Restate the listing exactly.

##### RECORDS #####

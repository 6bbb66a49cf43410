use crate::chunk::Chunk;
use crate::partition::{EpochPlan, Split};
use rand::seq::SliceRandom;
use rand::{rngs::StdRng, SeedableRng};

/// Chunk-local row positions of one stream.
#[derive(Debug, Clone, Default, PartialEq, Eq)]
pub struct RowSet {
    pub positions: Vec<usize>,
}

impl RowSet {
    pub fn len(&self) -> usize {
        self.positions.len()
    }

    pub fn is_empty(&self) -> bool {
        self.positions.is_empty()
    }
}

/// Rows of a chunk separated by stream.
#[derive(Debug, Clone, Default)]
pub struct SplitRows {
    pub train: RowSet,
    pub validation: RowSet,
}

impl SplitRows {
    pub fn get(&self, split: Split) -> &RowSet {
        match split {
            Split::Train => &self.train,
            Split::Validation => &self.validation,
        }
    }
}

/// Separates the rows of a chunk into train and validation subsets following the
/// range assignment of the epoch, then permutes each subset.
///
/// Rows never cross the train/validation boundary here: a row lands in the subset
/// its range was assigned to.
///
/// # Seed handling
/// Each chunk gets its own RNG seeded with
/// `seed + (epoch << 32) + index of the chunk's first range`. Ranges are disjoint
/// so no two chunks of an epoch share a seed.
#[derive(Debug, Clone)]
pub struct Shuffler {
    shuffle: bool,
    seed: u64,
}

impl Shuffler {
    pub fn new(shuffle: bool, seed: u64) -> Self {
        Self { shuffle, seed }
    }

    pub fn split(&self, chunk: &Chunk, plan: &EpochPlan) -> SplitRows {
        let mut rows = SplitRows::default();
        for (range, span) in chunk.range_spans() {
            let subset = match plan.split_of(range.index) {
                Some(Split::Validation) => &mut rows.validation,
                _ => &mut rows.train,
            };
            subset.positions.extend(span);
        }

        if self.shuffle {
            let first_range = chunk.ranges.first().map_or(0, |r| r.index);
            let seed = self
                .seed
                .wrapping_add((plan.epoch() as u64) << 32)
                .wrapping_add(first_range as u64);
            let mut rng = StdRng::seed_from_u64(seed);
            rows.train.positions.shuffle(&mut rng);
            rows.validation.positions.shuffle(&mut rng);
        }
        rows
    }
}
pub mod parquet;

pub use self::parquet::ParquetSource;
//! src/generator/mod.rs
//!
//! This module implements the `BatchGenerator`.
//!
//! The `BatchGenerator` streams a dataset that does not fit in memory into
//! train and validation batches. It coordinates the `RangePartitioner`,
//! `ChunkLoader`, `Shuffler` and `BatchSlicer` on a producer thread and hands
//! the batches to the caller through two bounded queues.
//!
//! # Architecture Overview
//!
//! ```text
//!                 ┌──────────────────┐
//!                 │ RangePartitioner │ (ranges + per-epoch train/validation plan)
//!                 └────────┬─────────┘
//!                          │ chunk groups per stream
//!                          ↓
//!   ┌───────────────────────────────────────────────────┐
//!   │ [batch-producer thread]                           │
//!   │   ChunkLoader   (DatasetSource::read_range)       │
//!   │        ↓                                          │
//!   │   Shuffler      (split by assignment, permute)    │
//!   │        ↓                                          │
//!   │   BatchSlicer   (batch_size rows, carry remainder)│
//!   └────────┬───────────────────────────┬──────────────┘
//!            │ train (bounded)           │ validation (bounded)
//!            ↓                           ↓
//!    next_train_batch()         next_validation_batch()
//! ```
//!
//! # Module Structure
//!
//! ```text
//! src/generator/
//! ├── mod.rs               # Public API exports, GeneratorState, architecture docs
//! ├── config.rs            # GeneratorConfig, builder, and validation
//! ├── batch_generator.rs   # BatchGenerator lifecycle and consumers
//! ├── producer.rs          # Producer thread and its control protocol
//! ├── queues.rs            # Per-epoch bounded queues and cancellation
//! └── guard.rs             # Activation / EpochGuard scope guards
//! ```
//!
//! # Lifecycle
//!
//! ```text
//!  Inactive ──activate──→ Active ──activate_epoch──→ EpochRunning
//!     ↑                    │  ↑                          │ producer done
//!     └────deactivate──────┘  └────deactivate_epoch──── EpochDraining
//!
//!  any state ──drop──→ ShuttingDown
//! ```
//!
//! The producer feeds both queues side by side and always sends to a queue with
//! room, so a single thread can either drain the training stream and then the
//! validation stream, or alternate between them.
//!
//! # Memory Usage
//! - One chunk (at most `chunk_size` rows) being loaded by the producer
//! - Up to one chunk's worth of sliced batches waiting per stream
//! - Up to `queue_capacity` batches per queue
//!
//! ## Notes:
//! - Enable `shuffle = true` for better model generalization
//! - Reduce `chunk_size` or `queue_capacity` if out-of-memory.

mod batch_generator;
mod config;
mod guard;
mod producer;
mod queues;

pub use batch_generator::BatchGenerator;
pub use config::{GeneratorConfig, GeneratorConfigBuilder};
pub use guard::{Activation, BatchIter, EpochGuard};

/// Lifecycle state of a `BatchGenerator`.
#[derive(Debug, Clone, Copy, PartialEq, Eq, Hash)]
pub enum GeneratorState {
    /// No producer thread.
    Inactive,
    /// Producer thread running, waiting for an epoch.
    Active,
    /// Producer working on an epoch.
    EpochRunning,
    /// Producer done with the epoch; queues may still hold batches.
    EpochDraining,
    /// Generator is being dropped.
    ShuttingDown,
}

#####

§ RESPONSE AREA:
repository 6bbb66a49cf43410
use crate::chunk::Chunk;
use crate::partition::{EpochPlan, Split};
use rand::seq::SliceRandom;
use rand::{rngs::StdRng, SeedableRng};

/// Chunk-local row positions of one stream.
#[derive(Debug, Clone, Default, PartialEq, Eq)]
pub struct RowSet {
    pub positions: Vec<usize>,
}

impl RowSet {
    pub fn len(&self) -> usize {
        self.positions.len()
    }

    pub fn is_empty(&self) -> bool {
        self.positions.is_empty()
    }
}

/// Rows of a chunk separated by stream.
#[derive(Debug, Clone, Default)]
pub struct SplitRows {
    pub train: RowSet,
    pub validation: RowSet,
}

impl SplitRows {
    pub fn get(&self, split: Split) -> &RowSet {
        match split {
            Split::Train => &self.train,
            Split::Validation => &self.validation,
        }
    }
}

/// Separates the rows of a chunk into train and validation subsets following the
/// range assignment of the epoch, then permutes each subset.
///
/// Rows never cross the train/validation boundary here: a row lands in the subset
/// its range was assigned to.
///
/// # Seed handling
/// Each chunk gets its own RNG seeded with
/// `seed + (epoch << 32) + index of the chunk's first range`. Ranges are disjoint
/// so no two chunks of an epoch share a seed.
#[derive(Debug, Clone)]
pub struct Shuffler {
    shuffle: bool,
    seed: u64,
}

impl Shuffler {
    pub fn new(shuffle: bool, seed: u64) -> Self {
        Self { shuffle, seed }
    }

    pub fn split(&self, chunk: &Chunk, plan: &EpochPlan) -> SplitRows {
        let mut rows = SplitRows::default();
        for (range, span) in chunk.range_spans() {
            let subset = match plan.split_of(range.index) {
                Some(Split::Validation) => &mut rows.validation,
                _ => &mut rows.train,
            };
            subset.positions.extend(span);
        }

        if self.shuffle {
            let first_range = chunk.ranges.first().map_or(0, |r| r.index);
            let seed = self
                .seed
                .wrapping_add((plan.epoch() as u64) << 32)
                .wrapping_add(first_range as u64);
            let mut rng = StdRng::seed_from_u64(seed);
            rows.train.positions.shuffle(&mut rng);
            rows.validation.positions.shuffle(&mut rng);
        }
        rows
    }
}
pub mod parquet;

pub use self::parquet::ParquetSource;
//! src/generator/mod.rs
//!
//! This module implements the `BatchGenerator`.
//!
//! The `BatchGenerator` streams a dataset that does not fit in memory into
//! train and validation batches. It coordinates the `RangePartitioner`,
//! `ChunkLoader`, `Shuffler` and `BatchSlicer` on a producer thread and hands
//! the batches to the caller through two bounded queues.
//!
//! # Architecture Overview
//!
//! ```text
//!                 ┌──────────────────┐
//!                 │ RangePartitioner │ (ranges + per-epoch train/validation plan)
//!                 └────────┬─────────┘
//!                          │ chunk groups per stream
//!                          ↓
//!   ┌───────────────────────────────────────────────────┐
//!   │ [batch-producer thread]                           │
//!   │   ChunkLoader   (DatasetSource::read_range)       │
//!   │        ↓                                          │
//!   │   Shuffler      (split by assignment, permute)    │
//!   │        ↓                                          │
//!   │   BatchSlicer   (batch_size rows, carry remainder)│
//!   └────────┬───────────────────────────┬──────────────┘
//!            │ train (bounded)           │ validation (bounded)
//!            ↓                           ↓
//!    next_train_batch()         next_validation_batch()
//! ```
//!
//! # Module Structure
//!
//! ```text
//! src/generator/
//! ├── mod.rs               # Public API exports, GeneratorState, architecture docs
//! ├── config.rs            # GeneratorConfig, builder, and validation
//! ├── batch_generator.rs   # BatchGenerator lifecycle and consumers
//! ├── producer.rs          # Producer thread and its control protocol
//! ├── queues.rs            # Per-epoch bounded queues and cancellation
//! └── guard.rs             # Activation / EpochGuard scope guards
//! ```
//!
//! # Lifecycle
//!
//! ```text
//!  Inactive ──activate──→ Active ──activate_epoch──→ EpochRunning
//!     ↑                    │  ↑                          │ producer done
//!     └────deactivate──────┘  └────deactivate_epoch──── EpochDraining
//!
//!  any state ──drop──→ ShuttingDown
//! ```
//!
//! The producer feeds both queues side by side and always sends to a queue with
//! room, so a single thread can either drain the training stream and then the
//! validation stream, or alternate between them.
//!
//! # Memory Usage
//! - One chunk (at most `chunk_size` rows) being loaded by the producer
//! - Up to one chunk's worth of sliced batches waiting per stream
//! - Up to `queue_capacity` batches per queue
//!
//! ## Notes:
//! - Enable `shuffle = true` for better model generalization
//! - Reduce `chunk_size` or `queue_capacity` if out-of-memory.

mod batch_generator;
mod config;
mod guard;
mod producer;
mod queues;

pub use batch_generator::BatchGenerator;
pub use config::{GeneratorConfig, GeneratorConfigBuilder};
pub use guard::{Activation, BatchIter, EpochGuard};

/// Lifecycle state of a `BatchGenerator`.
#[derive(Debug, Clone, Copy, PartialEq, Eq, Hash)]
pub enum GeneratorState {
    /// No producer thread.
    Inactive,
    /// Producer thread running, waiting for an epoch.
    Active,
    /// Producer working on an epoch.
    EpochRunning,
    /// Producer done with the epoch; queues may still hold batches.
    EpochDraining,
    /// Generator is being dropped.
    ShuttingDown,
}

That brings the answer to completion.